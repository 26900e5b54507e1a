//! Analysis Events
//!
//! Notifications the analysis session sends to its host. The host (a dock
//! widget, a status bar, a test) only ever observes these; it never reaches
//! into the session's run state directly.

use std::path::PathBuf;

use serde::{Deserialize, Serialize};

use crate::failure::AnalysisFailure;

/// One of the two subprocess invocations that make up an analysis.
#[derive(Debug, Clone, Copy, PartialEq, Eq, Hash, Serialize, Deserialize)]
#[serde(rename_all = "snake_case")]
pub enum Phase {
    /// `<tool> run <file>`: executes the target under measurement
    Execute,
    /// `<tool> report`: renders the measurement left by `Execute`
    Report,
}

impl Phase {
    /// Subcommand passed to the coverage tool for this phase.
    pub fn subcommand(&self) -> &'static str {
        match self {
            Phase::Execute => "run",
            Phase::Report => "report",
        }
    }
}

impl std::fmt::Display for Phase {
    fn fmt(&self, f: &mut std::fmt::Formatter<'_>) -> std::fmt::Result {
        match self {
            Phase::Execute => write!(f, "execute"),
            Phase::Report => write!(f, "report"),
        }
    }
}

/// Event emitted by the analysis session.
#[derive(Debug, Clone, PartialEq, Serialize, Deserialize)]
#[serde(tag = "type", content = "data", rename_all = "snake_case")]
pub enum AnalysisEvent {
    /// A run started or finished; drives start/stop affordances
    RunningStateChanged(bool),
    /// A phase process was spawned for `path`
    PhaseStarted { path: PathBuf, phase: Phase },
    /// A fresh result for `path` is readable through the session
    ResultReady { path: PathBuf },
    /// The run for `path` was cancelled before it could commit
    Cancelled { path: PathBuf },
    /// A run failed, or its result could not be persisted
    Error(AnalysisFailure),
}

impl AnalysisEvent {
    /// Whether this event carries a failure.
    pub fn is_error(&self) -> bool {
        matches!(self, AnalysisEvent::Error(_))
    }
}
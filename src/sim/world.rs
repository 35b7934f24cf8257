/// WorldState: one running level.
///
/// Owns every entity collection of the level plus its frame counter,
/// score and barrel-jump detector. Platforms never change after load;
/// everything else is advanced by `step::step`.
///
/// ## Outcome latch
///
/// The first non-`Continue` result is stored in `outcome`. From then on
/// `update` hands back that same result and the world no longer moves.
///
/// ## Drawing
///
/// `draw` emits sprites to a `DrawSink` in a fixed back-to-front order:
/// platforms, ladders, hazards, power-ups, boss, player.

use crate::config::SimConfig;
use crate::domain::entity::{
    Barrel, DonkeyKong, Facing, FrameInput, Ladder, Monkey, Pickup, PickupKind, Platform, Player,
    Projectile, ProjectileKind, Weapon,
};
use crate::domain::geometry::Rect;
use crate::domain::jump::JumpDetector;
use crate::domain::physics::PhysicsParams;
use crate::domain::score::ScoreManager;

use super::step;

/// What one frame decided.
#[derive(Clone, Copy, PartialEq, Eq, Debug)]
pub enum FrameResult {
    Continue,
    /// Boss beaten on a non-final level.
    AdvanceLevel,
    Win(u32),
    Lose(u32),
}

impl FrameResult {
    pub fn is_over(self) -> bool {
        self != FrameResult::Continue
    }
}

pub struct WorldState {
    pub config: SimConfig,

    // ── Meta ──
    pub level_index: usize,
    pub is_final_level: bool,
    pub name: String,

    // ── Entities ──
    pub player: Player,
    pub boss: DonkeyKong,
    pub platforms: Vec<Platform>,
    pub ladders: Vec<Ladder>,
    pub barrels: Vec<Barrel>,
    pub monkeys: Vec<Monkey>,
    pub projectiles: Vec<Projectile>,
    pub pickups: Vec<Pickup>,

    // ── Scoring ──
    pub jump_detector: JumpDetector,
    pub score: ScoreManager,

    /// Ladder gravity for this level (clamped at load).
    pub ladder_physics: PhysicsParams,
    pub frame: u32,
    pub outcome: Option<FrameResult>,
}

// ── Construction ──

impl WorldState {
    /// Empty level: player and boss at the origin, no scenery.
    /// The level loader fills it in.
    pub fn new(config: SimConfig, level_index: usize, is_final_level: bool, base_score: u32) -> Self {
        let player = Player::new(0.0, 0.0, config.sizes.player);
        let boss = DonkeyKong::new(0.0, 0.0, config.sizes.boss, 1);
        let jump_detector = JumpDetector::new(config.jump_rules());
        let score = ScoreManager::with_base(base_score, config.scoring.time_bonus_per_second);
        let ladder_physics = config.ladder_physics(None);

        WorldState {
            config,
            level_index,
            is_final_level,
            name: String::new(),
            player,
            boss,
            platforms: vec![],
            ladders: vec![],
            barrels: vec![],
            monkeys: vec![],
            projectiles: vec![],
            pickups: vec![],
            jump_detector,
            score,
            ladder_physics,
            frame: 0,
            outcome: None,
        }
    }
}

// ── Per-frame API ──

impl WorldState {
    /// Advance one frame and report what it decided.
    /// Headless drivers use this; the session wants the events too.
    #[allow(dead_code)]
    pub fn update(&mut self, input: &FrameInput) -> FrameResult {
        step::step(self, input).result
    }

    /// Current score including any time bonus already credited.
    pub fn score(&self) -> u32 {
        self.score.score()
    }

    /// Whole seconds left in the frame budget.
    pub fn remaining_seconds(&self) -> u32 {
        self.config.max_frames.saturating_sub(self.frame) / self.config.fps.max(1)
    }

    pub fn field(&self) -> Rect {
        self.config.field()
    }
}

// ══════════════════════════════════════════════════════════════
// Drawing
// ══════════════════════════════════════════════════════════════

#[derive(Clone, Copy, PartialEq, Eq, Debug)]
pub enum Sprite {
    Platform,
    Ladder,
    Barrel,
    Monkey { intelligent: bool, facing: Facing },
    Bullet,
    Banana,
    Hammer,
    Blaster,
    Boss { defeated: bool },
    Player { facing: Facing, climbing: bool, weapon: Weapon },
}

/// Receives sprites in draw order.
pub trait DrawSink {
    fn draw(&mut self, sprite: Sprite, bounds: Rect);
}

impl WorldState {
    pub fn draw<S: DrawSink + ?Sized>(&self, sink: &mut S) {
        for p in &self.platforms {
            sink.draw(Sprite::Platform, p.body.bounds());
        }
        for l in &self.ladders {
            sink.draw(Sprite::Ladder, l.body.bounds());
        }

        // Hazards
        for b in self.barrels.iter().filter(|b| !b.destroyed) {
            sink.draw(Sprite::Barrel, b.body.bounds());
        }
        for m in self.monkeys.iter().filter(|m| !m.destroyed) {
            let sprite = Sprite::Monkey { intelligent: m.is_intelligent(), facing: m.facing };
            sink.draw(sprite, m.body.bounds());
        }
        for p in self.projectiles.iter().filter(|p| p.active) {
            let sprite = match p.kind {
                ProjectileKind::Bullet => Sprite::Bullet,
                ProjectileKind::Banana => Sprite::Banana,
            };
            sink.draw(sprite, p.body.bounds());
        }

        // Power-ups
        for p in self.pickups.iter().filter(|p| !p.collected) {
            let sprite = match p.kind {
                PickupKind::Hammer => Sprite::Hammer,
                PickupKind::Blaster => Sprite::Blaster,
            };
            sink.draw(sprite, p.body.bounds());
        }

        sink.draw(Sprite::Boss { defeated: self.boss.is_defeated() }, self.boss.body.bounds());

        let p = &self.player;
        let sprite = Sprite::Player { facing: p.facing, climbing: p.is_climbing(), weapon: p.weapon };
        sink.draw(sprite, p.body.bounds());
    }
}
——
- _Required work_
Lines containing the word "impl" in the entries above should be counted, and only that number given.

- _Expected answer_
7